Mayor: Towards a ‘common-sense’ model for school choice

In January I made a promise to our city’s parents and children. Our families would like a school choice system that passes the common-sense test. Today’s system does not.

In the Bowdoin/Geneva area of Dorchester, where families speak 15 different languages and one in four falls below the poverty line, 2,000 students attend 100 different schools. Something similar could be said in East Boston, in Jamaica Plain, in Allston and in Dorchester. We cannot build a stronger community when we split ourselves apart every morning.

This spring we asked you to tell us how we can improve the school choice system. More than 2,300 people responded — three times more than joined a similar conversation eight years ago.

Two clear themes emerged: First, you asked us to continue our focus on building school quality.

Working with Superintendent Carol R. Johnson and the Boston School Committee, we are proud to be the first district in the state to fully use innovative new tools to turn around the lowest-performing schools and transform what wasn’t working. We have doubled the number of K-8 schools and have put arts, athletics, advanced mathematics and science back into education. We are setting higher expectations for children in every school and are finally funding our schools equitably depending on what the students need.
The second thing people asked us to do is provide a less confusing and more predicable way to attend a good school close to home. And with your help, we can do it.

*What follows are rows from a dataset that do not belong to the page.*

//! Shared setup for the integration tests

#![allow(dead_code)]

use dispersion_core::{FlowGrid, ObstacleGrid, RoughnessConfig, VerticalGrid};
use tracing_subscriber::EnvFilter;

#[ctor::ctor]
fn init_tracing() {
    let _ = tracing_subscriber::fmt()
        .with_env_filter(EnvFilter::from_default_env())
        .with_test_writer()
        .try_init();
}

/// `HOKART = {0, 10, 20, 30, 40, 50}`
pub fn five_layers() -> VerticalGrid {
    VerticalGrid::from_heights(vec![0.0, 10.0, 20.0, 30.0, 40.0, 50.0]).unwrap()
}

/// Obstacle-free 10 m grid with a frictionless ground
pub fn frictionless(nii: usize, njj: usize) -> FlowGrid {
    let cells = (nii + 2) * (njj + 2);
    let obstacles = ObstacleGrid::from_parts(
        nii,
        njj,
        vec![0; cells],
        vec![5; cells],
        vec![0.0; cells],
        vec![true; cells],
        vec![0.0; cells],
        vec![0.0; cells],
    )
    .unwrap();
    FlowGrid::new(10.0, 10.0, 0.0, five_layers(), obstacles).unwrap()
}

/// 10 m grid with buildings given row by row (`i` major)
pub fn with_buildings(nii: usize, njj: usize, heights: &[f32], ahmin: f32) -> FlowGrid {
    let vertical = five_layers();
    let obstacles =
        ObstacleGrid::from_building_heights(nii, njj, heights, &vertical, &RoughnessConfig::default())
            .unwrap();
    FlowGrid::new(10.0, 10.0, ahmin, vertical, obstacles).unwrap()
}
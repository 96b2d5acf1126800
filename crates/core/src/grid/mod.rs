//! Grid geometry, terrain-following storage and staggered flow fields

pub mod error;
pub mod flow_field;
pub mod geometry;
pub mod terrain_column;
pub mod vertical;
pub mod wind_field;

// Re-export main types
pub use error::GridError;
pub use flow_field::FlowFieldState;
pub use geometry::{friction_helper, FlowGrid, ObstacleGrid, RoughnessConfig, VON_KARMAN};
pub use terrain_column::{ColumnGrid, TerrainColumn};
pub use vertical::{
    vertical_index, StretchingConfig, TransientGridConfig, VerticalGrid, PROBE_FRACTION,
};
pub use wind_field::{
    power_law_exponent, InterpolatedWind, Topography, WindFieldInterpolator, WindProfile,
    WindQuery,
};
//! W-momentum kernel
//!
//! Solves the vertical velocity on bottom faces. The control volume of face
//! `(i, j, k)` spans the centres of layers `k - 1` and `k`, so its height is
//! the centre spacing between them. The ground face `KKART + 1` is a wall
//! and is never solved.

use super::{
    neighbour, wall_drag, Component, LayerCoefficients, MomentumConfig, Recurrence,
    SweepDirection, SweepStats,
};
use crate::grid::{ColumnGrid, FlowFieldState, FlowGrid, TerrainColumn};
use rayon::prelude::*;
use tracing::debug;

struct WStencil<'a> {
    grid: &'a FlowGrid,
    config: &'a MomentumConfig,
    /// `wk` as it was at the start of the solve
    previous: &'a ColumnGrid,
    uk: &'a ColumnGrid,
    vk: &'a ColumnGrid,
    uks: &'a ColumnGrid,
    vks: &'a ColumnGrid,
    wks: &'a ColumnGrid,
    dpm: &'a ColumnGrid,
    vis: &'a ColumnGrid,
}

impl WStencil<'_> {
    fn solve_column(
        &self,
        i: usize,
        j: usize,
        slab: &mut [TerrainColumn],
        rec: &mut Recurrence,
    ) -> Option<f32> {
        let obstacles = self.grid.obstacles();
        if !obstacles.in_domain(i, j) {
            return None;
        }
        let floor = obstacles.kkart(i, j);
        let kstart = floor + 2;
        let kend = obstacles.ceiling(i, j);
        if kstart > kend {
            return None;
        }

        let vertical = self.grid.vertical();
        let dxk = self.grid.dxk();
        let dyk = self.grid.dyk();
        let area = self.grid.area_xy();
        let cfg = self.config;
        let helper = obstacles.friction_helper(i, j);

        let own = &slab[j];
        let south = &slab[j - 1];
        let north = &slab[j + 1];
        let east = self.previous.column(i + 1, j);
        let west = self.previous.column(i - 1, j);

        for k in kstart..=kend {
            let hz = vertical.center_spacing(k - 1);
            let w = own.get(k);
            let vis = (0.5 * (self.vis.get(i, j, k - 1) + self.vis.get(i, j, k))).max(cfg.vis_min);

            let fe = 0.5 * (self.uks.get(i + 1, j, k - 1) + self.uks.get(i + 1, j, k)) * dyk * hz;
            let fw = 0.5 * (self.uks.get(i, j, k - 1) + self.uks.get(i, j, k)) * dyk * hz;
            let fn_ = 0.5 * (self.vks.get(i, j + 1, k - 1) + self.vks.get(i, j + 1, k)) * dxk * hz;
            let fs = 0.5 * (self.vks.get(i, j, k - 1) + self.vks.get(i, j, k)) * dxk * hz;
            let ft = 0.5 * (self.wks.get(i, j, k) + self.wks.get(i, j, k + 1)) * area;
            let fb = 0.5 * (self.wks.get(i, j, k - 1) + self.wks.get(i, j, k)) * area;

            let de = vis * dyk * hz / dxk;
            let dn = vis * dxk * hz / dyk;
            let dt = vis * area / vertical.dz(k);
            let db = vis * area / vertical.dz(k - 1);

            let ae = neighbour(de, -fe);
            let aw = neighbour(de, fw);
            let an = neighbour(dn, -fn_);
            let as_ = neighbour(dn, fs);
            let b = neighbour(dt, -ft);
            let mut c = neighbour(db, fb);
            let ap0 = area * hz / cfg.pseudo_dt;

            let mut d = ae * east.get(k)
                + aw * west.get(k)
                + an * north.get(k)
                + as_ * south.get(k)
                + ap0 * w
                + (self.dpm.get(i, j, k - 1) - self.dpm.get(i, j, k)) * area;

            if k == kstart {
                c = 0.0;
                let u_ref = 0.5 * (self.uk.get(i, j, k) + self.uk.get(i + 1, j, k));
                let v_ref = 0.5 * (self.vk.get(i, j, k) + self.vk.get(i, j + 1, k));
                let speed = (u_ref * u_ref + v_ref * v_ref + w * w).sqrt();
                d -= wall_drag(w, speed, helper, area);
            }

            let a = ae + aw + an + as_ + b + c + ap0;
            rec.eliminate(k, k == kstart, LayerCoefficients { a, b, c, d });
        }

        Some(rec.back_substitute(&mut slab[j], kstart, kend, cfg.relax, |k| {
            floor + 1 < k
        }))
    }
}

/// Update `wk` on all open bottom faces above the ground face,
/// `i ∈ 2..=nii-1`, `j ∈ 2..=njj-1`
pub fn solve_w(
    grid: &FlowGrid,
    field: &mut FlowFieldState,
    config: &MomentumConfig,
    sweep: SweepDirection,
) -> SweepStats {
    let nii = grid.nii();
    let njj = grid.njj();
    let FlowFieldState {
        uk,
        vk,
        wk,
        uks,
        vks,
        wks,
        dpm_new,
        eddy_viscosity,
    } = field;

    let previous = wk.clone();
    let stencil = WStencil {
        grid,
        config,
        previous: &previous,
        uk,
        vk,
        uks,
        vks,
        wks,
        dpm: dpm_new,
        vis: eddy_viscosity,
    };

    let len = wk.domain_len();
    let mut slabs: Vec<(usize, &mut [TerrainColumn])> = wk
        .slabs_mut()
        .enumerate()
        .filter(|(i, _)| (2..nii).contains(i))
        .collect();
    if sweep.is < 0 {
        slabs.reverse();
    }

    let stats = slabs
        .into_par_iter()
        .map(|(i, slab)| {
            let mut rec = Recurrence::new(len);
            let mut stats = SweepStats::default();
            for j in sweep.j_order(2, njj.saturating_sub(1)) {
                if let Some(change) = stencil.solve_column(i, j, slab, &mut rec) {
                    stats.record(change);
                }
            }
            stats
        })
        .reduce(SweepStats::default, SweepStats::merge);

    debug!(
        "{} sweep ({}, {}): {} columns, max change {:.3e}",
        Component::W,
        sweep.is,
        sweep.js,
        stats.columns,
        stats.max_change
    );
    stats
}

#[cfg(test)]
mod tests {
    use super::*;
    use crate::solver::fixtures;
    use approx::assert_abs_diff_eq;

    fn quiet_config() -> MomentumConfig {
        MomentumConfig {
            relax: 1.0,
            coriolis: 0.0,
            ..MomentumConfig::default()
        }
    }

    #[test]
    fn test_horizontal_flow_keeps_zero_w() {
        let grid = fixtures::flat_grid(4, 4);
        let mut field = FlowFieldState::new(&grid);
        field.fill_uniform(&grid, 2.0, 1.0, 0.0);
        field.fill_viscosity(1.0);

        let stats = solve_w(&grid, &mut field, &quiet_config(), SweepDirection::FORWARD);
        assert_eq!(stats.columns, 4);
        assert_eq!(stats.max_change, 0.0);
        for k in 0..=6 {
            assert_eq!(field.wk.get(2, 2, k), 0.0);
        }
    }

    #[test]
    fn test_ground_face_is_never_written() {
        let grid = fixtures::frictionless_grid(3, 3);
        let mut field = FlowFieldState::new(&grid);
        field.fill_uniform(&grid, 0.0, 0.0, 1.0);
        field.fill_viscosity(1.0);
        for k in 1..=5 {
            field.dpm_new.set(2, 2, k, -(k as f32));
        }

        solve_w(&grid, &mut field, &quiet_config(), SweepDirection::FORWARD);
        assert_eq!(field.wk.get(2, 2, 1), 0.0);
        // Pressure decreasing with height drives upward flow
        for k in 2..=5 {
            assert!(field.wk.get(2, 2, k) > 0.0);
        }
    }

    #[test]
    fn test_roof_face_stays_closed() {
        let grid = fixtures::building_grid();
        let mut field = FlowFieldState::new(&grid);
        field.fill_uniform(&grid, 0.0, 0.0, 0.5);
        field.fill_viscosity(1.0);

        solve_w(&grid, &mut field, &quiet_config(), SweepDirection::FORWARD);
        // Floor 2: face 3 is the roof
        assert_eq!(field.wk.get(2, 2, 3), 0.0);
        assert!(field.wk.get(2, 2, 4) > 0.0);
    }

    #[test]
    fn test_pressure_pulse_is_symmetric() {
        let grid = fixtures::frictionless_grid(5, 5);
        let mut field = FlowFieldState::new(&grid);
        field.fill_uniform(&grid, 0.0, 0.0, 0.0);
        field.fill_viscosity(1.0);
        field.dpm_new.set(3, 3, 2, 2.0);

        solve_w(&grid, &mut field, &quiet_config(), SweepDirection::FORWARD);
        // Up through the top face, down through the bottom face
        assert!(field.wk.get(3, 3, 3) > 0.0);
        assert!(field.wk.get(3, 3, 2) < 0.0);
        assert_abs_diff_eq!(field.wk.get(2, 3, 3), 0.0);
    }
}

Last spring Superintendent Johnson and I created a 27-member panel, called the External Advisory Committee on School Choice, to help us create a new system that lets families put a priority on attending school closer to home.

This group is helping us generate an assignment system that protects the diversity, choice and access to quality that has served us so well for so long, while allowing our schools to connect more closely to the communities we seek to build up. We are also “showing our work” as we go and are posting everything we do on the web at bostonschoolchoice.org.

BPS has just offered its best thinking on how a new system might look in the future and is asking for your feedback. We hope you will join a community meeting or visit the website to share your thoughts with us. All of the plans we are discussing would protect what we value as a city – fair access to a quality education – while giving families more predictability and confidence in the school their child will attend.

No system is perfect and, in a city with as much history as ours has, not everyone will ever be satisfied. However, we know that a school choice system designed nearly 25 years ago no longer serves us well when we have changed so much for the better. Let’s pull together and answer the call for quality schools, close to home.